Assistant Director of North Coast Public Health Unit, Greg Bell said, ‘all close contacts of the person have been identified and given clearance antibiotics, and other contacts have been given information in regards to the disease’.
‘Meningococcal disease is very uncommon in NSW and only one other case has been notified in NNSW LHD this year, and only five cases for the whole of last year,’ Mr Bell said.
Meningococcal disease is caused by a bacterial infection and can lead to serious illness. Anyone with symptoms is advised to see a doctor urgently.
Symptoms are non-specific but may include sudden onset of fever, headache, neck stiffness, joint pain, a rash of red-purple spots or bruises, dislike of bright lights, nausea and vomiting.

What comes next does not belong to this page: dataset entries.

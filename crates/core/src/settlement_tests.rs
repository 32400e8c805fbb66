// SPDX-License-Identifier: BUSL-1.1
// Copyright (c) 2026 Alfred Jean LLC

use super::*;
use rust_decimal_macros::dec;
use yare::parameterized;

#[test]
fn final_week_collects_full_outstanding() {
    // Three weeks in, one week left: the catch-up floor is the whole balance
    let amount = repayment_amount(dec!(2000.00), dec!(1000.00), dec!(10), 3);
    assert_eq!(amount, dec!(1000.00));
}

#[parameterized(
    floor_binds_week_zero = { 0, dec!(250.00) },
    floor_binds_week_one = { 1, dec!(333.33) },
    floor_binds_week_two = { 2, dec!(500.00) },
    floor_binds_week_three = { 3, dec!(1000.00) },
    floor_binds_past_horizon = { 10, dec!(1000.00) },
)]
fn catch_up_floor_spreads_over_weeks_left(weeks_elapsed: u32, expected: Decimal) {
    // Rate 0 isolates the floor: outstanding / weeks_left
    let amount = repayment_amount(dec!(2000.00), dec!(1000.00), Decimal::ZERO, weeks_elapsed);
    assert_eq!(amount, expected);
}

#[test]
fn standard_rate_binds_when_above_floor() {
    // 5000 * 10% = 500 beats the week-zero floor of 250
    let amount = repayment_amount(dec!(5000.00), dec!(1000.00), dec!(10), 0);
    assert_eq!(amount, dec!(500.00));
}

#[test]
fn collection_never_exceeds_outstanding() {
    let amount = repayment_amount(dec!(50000.00), dec!(1000.00), dec!(10), 0);
    assert_eq!(amount, dec!(1000.00));
}

#[test]
fn decide_collects_when_wallet_covers_amount() {
    let decision = decide(dec!(2000.00), dec!(1000.00), dec!(10), 3);
    assert_eq!(decision, RepaymentDecision::Collect(dec!(1000.00)));
}

#[test]
fn decide_skips_underfunded_wallet() {
    // Required catch-up is 1000 but the wallet only holds 100
    let decision = decide(dec!(100.00), dec!(1000.00), dec!(10), 3);
    assert_eq!(decision, RepaymentDecision::Skip(SkipReason::InsufficientFunds));
}

#[test]
fn decide_skips_when_rounding_leaves_nothing_due() {
    let decision = decide(Decimal::ZERO, dec!(0.01), Decimal::ZERO, 0);
    assert_eq!(decision, RepaymentDecision::Skip(SkipReason::NothingDue));
}

#[test]
fn funded_wallet_clears_within_amortization_horizon() {
    let mut outstanding = dec!(1000.00);
    let mut cycles = 0u32;
    while outstanding > Decimal::ZERO {
        match decide(dec!(100000.00), outstanding, Decimal::ZERO, cycles) {
            RepaymentDecision::Collect(amount) => outstanding -= amount,
            RepaymentDecision::Skip(reason) => panic!("unexpected skip: {reason}"),
        }
        cycles += 1;
        assert!(i64::from(cycles) <= AMORTIZATION_WEEKS, "did not clear in time");
    }
    assert_eq!(i64::from(cycles), AMORTIZATION_WEEKS);
}

// Property-based tests
use proptest::prelude::*;

fn arb_cents(max: i64) -> impl Strategy<Value = Decimal> {
    (1i64..=max).prop_map(|cents| Decimal::new(cents, 2))
}

proptest! {
    #[test]
    fn amount_stays_within_outstanding(
        wallet in arb_cents(100_000_00),
        outstanding in arb_cents(100_000_00),
        rate in 0u32..=100,
        weeks in 0u32..=8,
    ) {
        let amount = repayment_amount(wallet, outstanding, Decimal::from(rate), weeks);
        prop_assert!(amount >= Decimal::ZERO);
        prop_assert!(amount <= outstanding);
    }

    #[test]
    fn last_week_always_demands_the_full_balance(
        wallet in arb_cents(100_000_00),
        outstanding in arb_cents(100_000_00),
        rate in 0u32..=100,
    ) {
        let weeks = u32::try_from(AMORTIZATION_WEEKS - 1).unwrap();
        let amount = repayment_amount(wallet, outstanding, Decimal::from(rate), weeks);
        prop_assert_eq!(amount, outstanding);
    }
}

Meningococcal bacteria are not easily spread from person to person or by sharing drinks, food or cigarettes, and the bacteria do not survive well outside the human body.
Close contacts generally include those who live in the same household, attend the same care group in childcare, or are sexual contacts of the ill person.
People in the same school class, sporting team, or casual social contacts of the ill person are considered lower-risk contacts.
Vaccination against meningococcal C is included in the National Immunisation Program Schedule. It is recommended for all children at one year of age (as part of free routine immunisation).
In addition, the NSW Government has invested $13 million in a statewide immunisation program to combat a rise in the W strain of meningococcal disease.
The NSW Meningococcal W Response Program provides Year 11 and 12 students across the state with free vaccines that protect against four strains of meningococcal disease. Year 10 and 11 students are being offered the vaccine in 2018.
A single dose of this vaccine provides effective protection against all four strains for at least five years. This age group has been targeted as teenagers are very socially active and therefore both more likely to be exposed to the infection, and also more likely to spread the infection in the community.